Drug treatments have been shown to drive cancer evolution and increase the intra-tumor heterogeneity (Eyler et al., 2020; Vander Velde et al., 2020; Cohen et al., 2021). For example, longitudinal scRNA-seq has revealed that there are three main trajectories of tumor clonal evolution in patients with multiple myeloma, indicating that nearly half of the patients show clonal dynamics and transcriptional changes. Notably, one patient showed the transition from clone 1 with high expression of CSAG1 and MS4A1 genes at baseline treatment to clone 2 with downregulated expression of CSAG1 and MS4A1 after 4 cycles of treatment (Cohen et al., 2021). Furthermore, scRNA-seq revealed dynamic phenotypic changes in the evolution of drug resistance in ALK positive NSCLC, and even short-term Alectinib exposure can significantly affect cell phenotypes, suggesting a drug-induced direct cellular adaptation (Vander Velde et al., 2020). Additionally, scRNA-seq has been used to trace the emergence of drug resistance in glioblastoma cells after treatment of RTK inhibitors, which revealed the critical roles of interplay between genetic and epigenetic mechanisms in drug resistance (Eyler et al., 2020).

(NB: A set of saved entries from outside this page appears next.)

use indicatif::{ProgressBar, ProgressStyle};
use std::time::Duration;

/// Progress display on stderr; a silent reporter does nothing.
pub struct ProgressReporter {
    progress_bar: Option<ProgressBar>,
}

impl ProgressReporter {
    pub fn new(total: u64, message: &str, silent: bool) -> Self {
        if silent {
            return Self { progress_bar: None };
        }

        let pb = ProgressBar::new(total);
        let style = ProgressStyle::with_template(
            "{msg}\n{spinner:.green} [{elapsed_precise}] [{bar:40.cyan/blue}] {pos}/{len} chunks",
        )
        .map(|style| style.progress_chars("#>-"))
        .unwrap_or_else(|_| ProgressStyle::default_bar());
        pb.set_style(style);
        pb.set_message(message.to_string());
        pb.enable_steady_tick(Duration::from_millis(100));

        Self::from_bar(pb)
    }

    fn from_bar(pb: ProgressBar) -> Self {
        Self {
            progress_bar: Some(pb),
        }
    }

    pub fn is_silent(&self) -> bool {
        self.progress_bar.is_none()
    }

    pub fn set_length(&self, total: u64) {
        if let Some(ref pb) = self.progress_bar {
            pb.set_length(total);
        }
    }

    pub fn update(&self, current: u64) {
        if let Some(ref pb) = self.progress_bar {
            pb.set_position(current);
        }
    }

    pub fn set_message(&self, message: &str) {
        if let Some(ref pb) = self.progress_bar {
            pb.set_message(message.to_string());
        }
    }

    pub fn finish_with_message(&self, message: &str) {
        if let Some(ref pb) = self.progress_bar {
            pb.finish_with_message(message.to_string());
        }
    }

    pub fn finish_and_clear(&self) {
        if let Some(ref pb) = self.progress_bar {
            pb.finish_and_clear();
        }
    }
}

impl Drop for ProgressReporter {
    fn drop(&mut self) {
        // A cleared bar must stay cleared
        if let Some(ref pb) = self.progress_bar {
            if !pb.is_finished() {
                pb.finish();
            }
        }
    }
}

Hybrid Tumor Cell States Uncovered by Single-Cell Technologies

Hybrid Epithelial/Mesenchymal Cells

By use of single-cell sequencing, multiple hybrid states of tumor cells have been identified in various cancers, such as hybrid epithelial/mesenchymal cells, hybrid tumor/immune cells and hybrid tumor/endothelial cells. These hybrid states could confer tumor cells with different potentials to adapt to the changing microenvironments. EMT has been recognized as an important cellular program not only in normal embryonic development but also in many diseases, especially cancer initiation and progression (Brabletz et al., 2018). Recently, cancer cell subpopulations with EMT feature have been identified in multiple cancers by single-cell sequencing. For example, glioblatoma cells have been classified into four subtypes by scRNA-seq, including neural proenitor-like (NPC-like), oligodendrocyte-progenitor-like (OPC-like), astrocyte-like (AC-like) and mesenchymal like (MES-like) cells. Importantly, a dynamic transition from OPC-like or NPC-like cells to MES-like cells was revealed, indicating a high plasticity of glioblastoma cells (Neftel et al., 2019). Moreover, using scRNA-seq and ST analysis, Ji et al. dissected the cellular composition and architecture of cutaneous squamous cell carcinoma. They found that a tumor-specific keratinocyte (TSK) subpopulation, expressing classic EMT markers, localizes to a fibrovascular niche and functions as a hub for intercellular communication (Ji et al., 2020).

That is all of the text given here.